Dec 3, 2012 · 5:30 PM
Interested in learning more about the Impala project and how it enables low latency analytics on Hadoop? We'll be hosting Marcel Kornacker, Cloudera tech lead on the project, who will join us to explain what Impala is and how it works.
Note that this meetup is being held in conjunction with the Chicago Hadoop User Group – please make sure you only RSVP once. Also, pizza and beverages will be provided by Cloudera. Look forward to seeing you there!
The Cloudera Impala project is for the first time making scalable parallel database technology, which is the underpinning of Google's Dremel as well as that of commercial analytic DBMSs, available to the Hadoop community. With Impala, the Hadoop community now has an open-sourced codebase that allows users to issue low-latency queries to data stored in HDFS and Apache HBase using familiar SQL operators.
This talk will start out with an overview of Impala from the user's perspective, followed by a presentation of Impala's architecture and implementation, and will conclude with a comparison of Impala with Apache Hive, commercial MapReduce alternatives, and traditional data warehouse infrastructure.
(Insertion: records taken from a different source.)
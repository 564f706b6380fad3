//! Domain layer for pet-transport bookings.
//!
//! This crate provides the core domain abstractions including:
//! - Aggregate trait for version-guarded entities
//! - DomainEvent trait for domain events
//! - Command trait and CommandResult for command processing
//! - Booking aggregate with its state machine, pricing and number generation
//! - BookingRepository mapping bookings onto the versioned record store

pub mod aggregate;
pub mod booking;
pub mod command;
pub mod error;
pub mod repository;

pub use aggregate::{Aggregate, DomainEvent};
pub use booking::{
    AcceptBooking, Address, Booking, BookingError, BookingEvent, BookingNumber, BookingParts,
    BookingStatus, CancelBooking, CompleteBooking, ConfirmDelivery, CrateRequirement, CrateSize,
    CreateBooking, Money, NewBooking, PetSpecification, PetType, PricingError, PricingParams,
    PricingStrategy, RandomSource, RebookBooking, RouteSpecification, SequenceRandomSource,
    StandardPricing, StartDelivery, ThreadRandomSource, VaccinationRecord, haversine_km,
};
pub use command::{Command, CommandResult};
pub use error::DomainError;
pub use repository::BookingRepository;
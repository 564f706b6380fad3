//! Booking number generation.

use std::sync::atomic::{AtomicUsize, Ordering};

use rand::Rng;
use serde::{Deserialize, Serialize};

/// Symbols used in booking numbers. Excludes I, O, 0 and 1.
pub const BOOKING_NUMBER_ALPHABET: &[u8] = b"ABCDEFGHJKLMNPQRSTUVWXYZ23456789";

const PREFIX: &str = "BK-";
const SUFFIX_LEN: usize = 6;

/// Source of randomness for booking numbers.
///
/// Uniqueness is not guaranteed by the generator; the store's unique
/// constraint on booking numbers is what rejects a collision.
pub trait RandomSource: Send + Sync {
    /// Returns an index in `0..bound`.
    fn next_index(&self, bound: usize) -> usize;
}

/// Random source backed by the thread-local generator.
#[derive(Debug, Clone, Copy, Default)]
pub struct ThreadRandomSource;

impl RandomSource for ThreadRandomSource {
    fn next_index(&self, bound: usize) -> usize {
        rand::thread_rng().gen_range(0..bound)
    }
}

/// Deterministic random source that replays a fixed sequence of indexes.
#[derive(Debug, Default)]
pub struct SequenceRandomSource {
    sequence: Vec<usize>,
    position: AtomicUsize,
}

impl SequenceRandomSource {
    /// Creates a source that cycles through `sequence`.
    pub fn new(sequence: Vec<usize>) -> Self {
        Self {
            sequence,
            position: AtomicUsize::new(0),
        }
    }
}

impl RandomSource for SequenceRandomSource {
    fn next_index(&self, bound: usize) -> usize {
        if self.sequence.is_empty() {
            return 0;
        }
        let i = self.position.fetch_add(1, Ordering::Relaxed);
        self.sequence[i % self.sequence.len()] % bound
    }
}

/// Human-readable booking reference in the form `BK-XXXXXX`.
#[derive(Debug, Clone, PartialEq, Eq, Hash, Serialize, Deserialize)]
#[serde(transparent)]
pub struct BookingNumber(String);

impl BookingNumber {
    /// Generates a new booking number from the given random source.
    pub fn generate(rng: &dyn RandomSource) -> Self {
        let mut number = String::with_capacity(PREFIX.len() + SUFFIX_LEN);
        number.push_str(PREFIX);
        for _ in 0..SUFFIX_LEN {
            let idx = rng.next_index(BOOKING_NUMBER_ALPHABET.len());
            number.push(char::from(BOOKING_NUMBER_ALPHABET[idx]));
        }
        Self(number)
    }

    /// Wraps a stored booking number without validation.
    pub fn from_stored(value: impl Into<String>) -> Self {
        Self(value.into())
    }

    pub fn as_str(&self) -> &str {
        &self.0
    }
}

impl std::fmt::Display for BookingNumber {
    fn fmt(&self, f: &mut std::fmt::Formatter<'_>) -> std::fmt::Result {
        f.write_str(&self.0)
    }
}
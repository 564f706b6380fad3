//! Topic names, event type names and inbound payloads.

use chrono::{DateTime, Utc};
use common::{BookingId, UserId};
use serde::{Deserialize, Serialize};
use uuid::Uuid;

/// Topic the booking service publishes its events on.
pub const BOOKING_EVENTS_TOPIC: &str = "booking.events";

/// Topic the payment service publishes its events on.
pub const PAYMENT_EVENTS_TOPIC: &str = "payment.events";

/// Default `source` attribute for envelopes produced here.
pub const SERVICE_SOURCE: &str = "service-booking";

/// Payment settled and the runner's payout was released from escrow.
pub const PAYMENT_ESCROW_RELEASED: &str = "payment.escrow_released";

/// Payload of `payment.escrow_released`.
///
/// Only `booking_id` drives the booking side; the rest is carried for logs.
#[derive(Debug, Clone, PartialEq, Serialize, Deserialize)]
pub struct EscrowReleasedData {
    #[serde(default)]
    pub payment_id: Option<Uuid>,
    pub booking_id: BookingId,
    #[serde(default)]
    pub runner_id: Option<UserId>,
    #[serde(default)]
    pub runner_payout: i64,
    #[serde(default)]
    pub platform_fee: i64,
    #[serde(default)]
    pub currency: String,
    #[serde(default)]
    pub occurred_at: Option<DateTime<Utc>>,
}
Tech lead at Cloudera for new products and creator of the Cloudera Impala project. Marcel graduated in 2000 with a PhD in databases from UC Berkeley, followed by engineering jobs at a few database-related startup companies. Marcel joined Google in 2003, where he worked on several ads-serving and storage infrastructure projects. His last engagement was as the tech lead for the distributed query engine component of Google's F1 project.